**PROBLEM STATEMENT:** Across the entries below, count the lines in which the word "VerifyResponse" occurs. Reply with the count alone.

*** Opening of THE DATA ***

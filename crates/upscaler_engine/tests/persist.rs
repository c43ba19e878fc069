use std::fs;

use tempfile::TempDir;
use upscaler_engine::{ensure_dir, AtomicFileWriter, PersistError};

#[test]
fn nested_state_dir_is_created() {
    let root = TempDir::new().unwrap();
    let state = root.path().join(".upscaler").join("cache");
    ensure_dir(&state).unwrap();
    assert!(state.is_dir());
    // Idempotent.
    ensure_dir(&state).unwrap();
}

#[test]
fn file_in_place_of_dir_is_refused() {
    let root = TempDir::new().unwrap();
    let blocker = root.path().join("output");
    fs::write(&blocker, "x").unwrap();

    let err = ensure_dir(&blocker).unwrap_err();
    assert!(matches!(err, PersistError::Dir { .. }));

    let writer = AtomicFileWriter::new(blocker.clone());
    assert!(writer.write_bytes("result.jpg", &[1, 2, 3]).is_err());
    assert!(!root.path().join("result.jpg").exists());
}

#[test]
fn second_write_replaces_first() {
    let root = TempDir::new().unwrap();
    let writer = AtomicFileWriter::new(root.path().join("state"));

    let path = writer
        .write("ai-upscaler-user.json", r#"{"email":"a@b.c"}"#)
        .unwrap();
    let again = writer.write_bytes("ai-upscaler-user.json", b"{}").unwrap();

    assert_eq!(path, again);
    assert_eq!(fs::read(&again).unwrap(), b"{}");
    // No staging files are left behind.
    let leftovers: Vec<_> = fs::read_dir(writer.dir()).unwrap().collect();
    assert_eq!(leftovers.len(), 1);
}

#[test]
fn removing_is_quiet_when_nothing_is_there() {
    let root = TempDir::new().unwrap();
    let writer = AtomicFileWriter::new(root.path().to_path_buf());
    writer.remove("ai-upscaler-user.json").unwrap();

    let path = writer.write("ai-upscaler-user.json", "{}").unwrap();
    writer.remove("ai-upscaler-user.json").unwrap();
    assert!(!path.exists());
}

#[cfg(unix)]
#[test]
fn open_reader_keeps_the_old_content() {
    use std::io::Read;

    let root = TempDir::new().unwrap();
    let writer = AtomicFileWriter::new(root.path().to_path_buf());
    let path = writer.write("ai-upscaler-user.json", "old").unwrap();

    let mut reader = fs::File::open(&path).unwrap();
    writer.write("ai-upscaler-user.json", "new").unwrap();

    let mut seen = String::new();
    reader.read_to_string(&mut seen).unwrap();
    assert_eq!(seen, "old");
    assert_eq!(fs::read_to_string(&path).unwrap(), "new");
}
use crate::{Credential, FileCandidate, JobTicket, SessionSnapshot, SignInTicket};

/// Core view of one `GET /download/{job_id}` answer.
#[derive(Debug, Clone, PartialEq, Eq)]
pub enum StatusReport {
    Ready {
        download_url: String,
    },
    Processing {
        stage: Option<String>,
        progress: Option<u8>,
    },
    Failed {
        error: String,
    },
}

#[derive(Debug, Clone, PartialEq, Eq)]
pub enum VerificationOutcome {
    Verified,
    Rejected(String),
    /// The verifier could not be reached; the session stays unverified.
    Unavailable(String),
}

#[derive(Debug, Clone, PartialEq, Eq)]
pub enum Msg {
    /// Session record loaded from the cache at startup.
    SessionRestored(SessionSnapshot),
    /// Sign-in provider handed over a credential.
    CredentialReceived(Credential),
    /// Server-side verification answered for the sign-in `sign_in`.
    CredentialChecked {
        sign_in: SignInTicket,
        outcome: VerificationOutcome,
    },
    SignOutClicked,
    /// User picked a file.
    FileSelected(FileCandidate),
    ClearFileClicked,
    TestImageRequested,
    /// The requested test image arrived; it still goes through intake.
    TestImageLoaded(FileCandidate),
    TestImageFailed(String),
    UploadClicked,
    UploadSucceeded {
        ticket: JobTicket,
        job_id: String,
        input_file: Option<String>,
    },
    UploadFailed {
        ticket: JobTicket,
        message: String,
    },
    StatusReceived {
        ticket: JobTicket,
        report: StatusReport,
    },
    StatusFailed {
        ticket: JobTicket,
        message: String,
    },
    EnhancedImageLoaded {
        ticket: JobTicket,
        bytes: u64,
    },
    EnhancedImageFailed {
        ticket: JobTicket,
        message: String,
    },
    DownloadClicked,
    DownloadFinished(Result<String, String>),
    /// Render tick.
    Tick,
    /// Fallback for placeholder wiring.
    NoOp,
}
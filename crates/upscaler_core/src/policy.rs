use std::time::Duration;

use url::Url;

/// Fixed-interval polling with an attempt ceiling.
#[derive(Debug, Clone, Copy, PartialEq, Eq)]
pub struct PollPolicy {
    pub interval: Duration,
    pub max_attempts: u32,
}

impl Default for PollPolicy {
    fn default() -> Self {
        Self {
            interval: Duration::from_secs(2),
            max_attempts: 30,
        }
    }
}

#[derive(Debug, Clone, Copy, PartialEq, Eq)]
pub enum PollDecision {
    RetryAfter(Duration),
    GiveUp,
}

impl PollPolicy {
    /// Decides what happens after `attempts` unsuccessful status fetches.
    pub fn after_attempt(&self, attempts: u32) -> PollDecision {
        if attempts < self.max_attempts {
            PollDecision::RetryAfter(self.interval)
        } else {
            PollDecision::GiveUp
        }
    }

    /// Upper bound on the time spent polling one job.
    pub fn worst_case(&self) -> Duration {
        self.interval.saturating_mul(self.max_attempts)
    }
}

/// Retry policy for loading the enhanced asset: linear backoff, bounded retries.
#[derive(Debug, Clone, Copy, PartialEq, Eq)]
pub struct ImageRetryPolicy {
    pub max_retries: u32,
    pub base_delay: Duration,
}

impl Default for ImageRetryPolicy {
    fn default() -> Self {
        Self {
            max_retries: 3,
            base_delay: Duration::from_millis(1000),
        }
    }
}

#[derive(Debug, Clone, Copy, PartialEq, Eq)]
pub enum ImageRetryDecision {
    Retry { attempt: u32, delay: Duration },
    GiveUp,
}

impl ImageRetryPolicy {
    /// `retries` is the number of retries already spent on the current asset.
    pub fn on_failure(&self, retries: u32) -> ImageRetryDecision {
        if retries < self.max_retries {
            let attempt = retries + 1;
            ImageRetryDecision::Retry {
                attempt,
                delay: self.base_delay.saturating_mul(attempt),
            }
        } else {
            ImageRetryDecision::GiveUp
        }
    }
}

/// Appends `_retry=<retry>&t=<now_ms>` to `url` for every retry (`retry > 0`).
///
/// The initial load (`retry == 0`) uses the URL unchanged. Existing query
/// parameters and fragments are preserved. Unparseable URLs get the marker
/// appended textually so a retry never reuses the cached response.
pub fn cache_busted_url(url: &str, retry: u32, now_ms: i64) -> String {
    if retry == 0 {
        return url.to_string();
    }

    match Url::parse(url) {
        Ok(mut parsed) => {
            parsed
                .query_pairs_mut()
                .append_pair("_retry", &retry.to_string())
                .append_pair("t", &now_ms.to_string());
            parsed.to_string()
        }
        Err(_) => {
            let separator = if url.contains('?') { '&' } else { '?' };
            format!("{url}{separator}_retry={retry}&t={now_ms}")
        }
    }
}

/// Limits applied when a file is offered for upload.
#[derive(Debug, Clone, Copy, PartialEq, Eq)]
pub struct IntakePolicy {
    pub max_bytes: u64,
}

impl Default for IntakePolicy {
    fn default() -> Self {
        Self {
            max_bytes: 10 * 1024 * 1024,
        }
    }
}
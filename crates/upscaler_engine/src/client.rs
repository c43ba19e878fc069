use std::time::Duration;

use bytes::{Bytes, BytesMut};
use futures_util::StreamExt;
use reqwest::header::CONTENT_TYPE;
use reqwest::multipart::{Form, Part};
use reqwest::{Response, Url};
use serde::de::DeserializeOwned;

use crate::{
    ApiError, FailureKind, FetchedAsset, HealthResponse, JobStatusResponse, UploadFile,
    UploadResponse, VerifyResponse,
};

#[derive(Debug, Clone)]
pub struct ClientSettings {
    pub api_base_url: String,
    /// Base of the auth service; verification is unavailable without it.
    pub auth_base_url: Option<String>,
    pub connect_timeout: Duration,
    pub request_timeout: Duration,
    pub max_asset_bytes: u64,
}

impl Default for ClientSettings {
    fn default() -> Self {
        Self {
            api_base_url: "http://localhost:8080".to_string(),
            auth_base_url: None,
            connect_timeout: Duration::from_secs(10),
            request_timeout: Duration::from_secs(30),
            max_asset_bytes: 50 * 1024 * 1024,
        }
    }
}

/// Remote upscaling service.
#[async_trait::async_trait]
pub trait UpscaleApi: Send + Sync {
    async fn upload(&self, file: UploadFile) -> Result<UploadResponse, ApiError>;

    async fn job_status(&self, job_id: &str) -> Result<JobStatusResponse, ApiError>;

    /// Fetches an image from an absolute URL (result asset or test image).
    async fn fetch_asset(&self, url: &str) -> Result<FetchedAsset, ApiError>;

    async fn health(&self) -> Result<HealthResponse, ApiError>;
}

/// Server-side check of a sign-in credential.
#[async_trait::async_trait]
pub trait CredentialVerifier: Send + Sync {
    async fn verify(&self, token: &str) -> Result<VerifyResponse, ApiError>;
}

#[derive(Debug, Clone)]
pub struct ReqwestUpscaleClient {
    settings: ClientSettings,
    client: reqwest::Client,
}

impl ReqwestUpscaleClient {
    pub fn new(settings: ClientSettings) -> Result<Self, ApiError> {
        let client = reqwest::Client::builder()
            .connect_timeout(settings.connect_timeout)
            .timeout(settings.request_timeout)
            .build()
            .map_err(|err| ApiError::new(FailureKind::Network, err.to_string()))?;
        Ok(Self { settings, client })
    }

    pub fn settings(&self) -> &ClientSettings {
        &self.settings
    }

    fn endpoint(base: &str, segments: &[&str]) -> Result<Url, ApiError> {
        let mut url = Url::parse(base)
            .map_err(|err| ApiError::new(FailureKind::InvalidUrl, err.to_string()))?;
        url.path_segments_mut()
            .map_err(|_| ApiError::new(FailureKind::InvalidUrl, "base url cannot be a base"))?
            .pop_if_empty()
            .extend(segments);
        Ok(url)
    }

    fn api_endpoint(&self, segments: &[&str]) -> Result<Url, ApiError> {
        Self::endpoint(&self.settings.api_base_url, segments)
    }

    /// `image/*`, or the generic binary type some object stores send.
    fn is_image_content_type(content_type: &str) -> bool {
        let essence = content_type
            .split_once(';')
            .map_or(content_type, |(essence, _)| essence)
            .trim()
            .to_ascii_lowercase();
        essence.starts_with("image/") || essence == "application/octet-stream"
    }
}

#[async_trait::async_trait]
impl UpscaleApi for ReqwestUpscaleClient {
    async fn upload(&self, file: UploadFile) -> Result<UploadResponse, ApiError> {
        let url = self.api_endpoint(&["upscale"])?;
        let part = Part::bytes(file.bytes)
            .file_name(file.name)
            .mime_str(&file.mime)
            .map_err(|err| ApiError::new(FailureKind::InvalidUrl, err.to_string()))?;
        let form = Form::new().part("file", part);

        let response = self
            .client
            .post(url)
            .multipart(form)
            .send()
            .await
            .map_err(map_reqwest_error)?;
        decode_json(response).await
    }

    async fn job_status(&self, job_id: &str) -> Result<JobStatusResponse, ApiError> {
        let url = self.api_endpoint(&["download", job_id])?;
        let response = self
            .client
            .get(url)
            .send()
            .await
            .map_err(map_reqwest_error)?;
        decode_json(response).await
    }

    async fn fetch_asset(&self, url: &str) -> Result<FetchedAsset, ApiError> {
        let parsed =
            Url::parse(url).map_err(|err| ApiError::new(FailureKind::InvalidUrl, err.to_string()))?;
        let response = self
            .client
            .get(parsed)
            .send()
            .await
            .map_err(map_reqwest_error)?;
        if let Err(err) = response.error_for_status_ref() {
            let code = err.status().map_or(0, |status| status.as_u16());
            return Err(ApiError::new(FailureKind::HttpStatus(code), err.to_string()));
        }

        let content_type = header_content_type(&response);
        if let Some(declared) = content_type.as_deref() {
            if !Self::is_image_content_type(declared) {
                return Err(ApiError::new(
                    FailureKind::UnsupportedContentType {
                        content_type: declared.to_string(),
                    },
                    "not an image",
                ));
            }
        }

        let final_url = response.url().to_string();
        let bytes = read_capped(response, self.settings.max_asset_bytes).await?;
        Ok(FetchedAsset {
            final_url,
            content_type,
            bytes,
        })
    }

    async fn health(&self) -> Result<HealthResponse, ApiError> {
        let url = self.api_endpoint(&["health"])?;
        let response = self
            .client
            .get(url)
            .send()
            .await
            .map_err(map_reqwest_error)?;
        decode_json(response).await
    }
}

#[async_trait::async_trait]
impl CredentialVerifier for ReqwestUpscaleClient {
    async fn verify(&self, token: &str) -> Result<VerifyResponse, ApiError> {
        let base = self.settings.auth_base_url.as_deref().ok_or_else(|| {
            ApiError::new(FailureKind::NotConfigured, "no auth service configured")
        })?;
        let mut url = Self::endpoint(base, &["auth", "verify"])?;
        url.query_pairs_mut().append_pair("token", token);

        let response = self
            .client
            .post(url)
            .send()
            .await
            .map_err(map_reqwest_error)?;

        // The auth service answers 401 for bad tokens; that is a verdict, not an outage.
        if response.status() == reqwest::StatusCode::UNAUTHORIZED {
            return Ok(VerifyResponse {
                valid: false,
                user: None,
            });
        }
        decode_json(response).await
    }
}

fn header_content_type(response: &Response) -> Option<String> {
    response
        .headers()
        .get(CONTENT_TYPE)?
        .to_str()
        .ok()
        .map(ToOwned::to_owned)
}

/// Streams the body, failing as soon as it grows past `max_bytes`.
async fn read_capped(response: Response, max_bytes: u64) -> Result<Bytes, ApiError> {
    let too_large = |actual: u64| {
        ApiError::new(
            FailureKind::TooLarge {
                max_bytes,
                actual: Some(actual),
            },
            "asset exceeds the size limit",
        )
    };
    if let Some(declared) = response.content_length().filter(|len| *len > max_bytes) {
        return Err(too_large(declared));
    }

    let mut body = BytesMut::new();
    let mut chunks = response.bytes_stream();
    while let Some(chunk) = chunks.next().await {
        let chunk = chunk.map_err(map_reqwest_error)?;
        let received = (body.len() + chunk.len()) as u64;
        if received > max_bytes {
            return Err(too_large(received));
        }
        body.extend_from_slice(&chunk);
    }
    Ok(body.freeze())
}

async fn decode_json<T: DeserializeOwned>(response: Response) -> Result<T, ApiError> {
    let status = response.status();
    if !status.is_success() {
        let body = response.text().await.unwrap_or_default();
        return Err(ApiError::new(
            FailureKind::HttpStatus(status.as_u16()),
            error_detail(&body).unwrap_or_else(|| status.to_string()),
        ));
    }
    response
        .json::<T>()
        .await
        .map_err(|err| ApiError::new(FailureKind::Decode, err.to_string()))
}

/// FastAPI-style `{"detail": "..."}` bodies carry the useful message.
fn error_detail(body: &str) -> Option<String> {
    let value: serde_json::Value = serde_json::from_str(body).ok()?;
    value
        .get("detail")
        .and_then(|detail| detail.as_str())
        .map(ToOwned::to_owned)
}

fn map_reqwest_error(err: reqwest::Error) -> ApiError {
    if err.is_timeout() {
        return ApiError::new(FailureKind::Timeout, err.to_string());
    }
    if err.is_decode() {
        return ApiError::new(FailureKind::Decode, err.to_string());
    }
    ApiError::new(FailureKind::Network, err.to_string())
}

#[cfg(test)]
mod tests {
    use super::{error_detail, ReqwestUpscaleClient};

    #[test]
    fn endpoint_joins_segments_and_escapes_job_id() {
        let url =
            ReqwestUpscaleClient::endpoint("http://api.test/v1/", &["download", "a b/c"]).unwrap();
        assert_eq!(url.as_str(), "http://api.test/v1/download/a%20b%2Fc");
    }

    #[test]
    fn detail_is_extracted_from_fastapi_errors() {
        assert_eq!(
            error_detail(r#"{"detail":"File not found: nope"}"#),
            Some("File not found: nope".to_string())
        );
        assert_eq!(error_detail("<html>"), None);
    }

    #[test]
    fn octet_stream_counts_as_image() {
        assert!(ReqwestUpscaleClient::is_image_content_type(
            "image/jpeg; charset=binary"
        ));
        assert!(ReqwestUpscaleClient::is_image_content_type(
            "application/octet-stream"
        ));
        assert!(!ReqwestUpscaleClient::is_image_content_type("text/html"));
    }
}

*** Close of THE DATA ***

**WRITTEN SOLUTION:** 4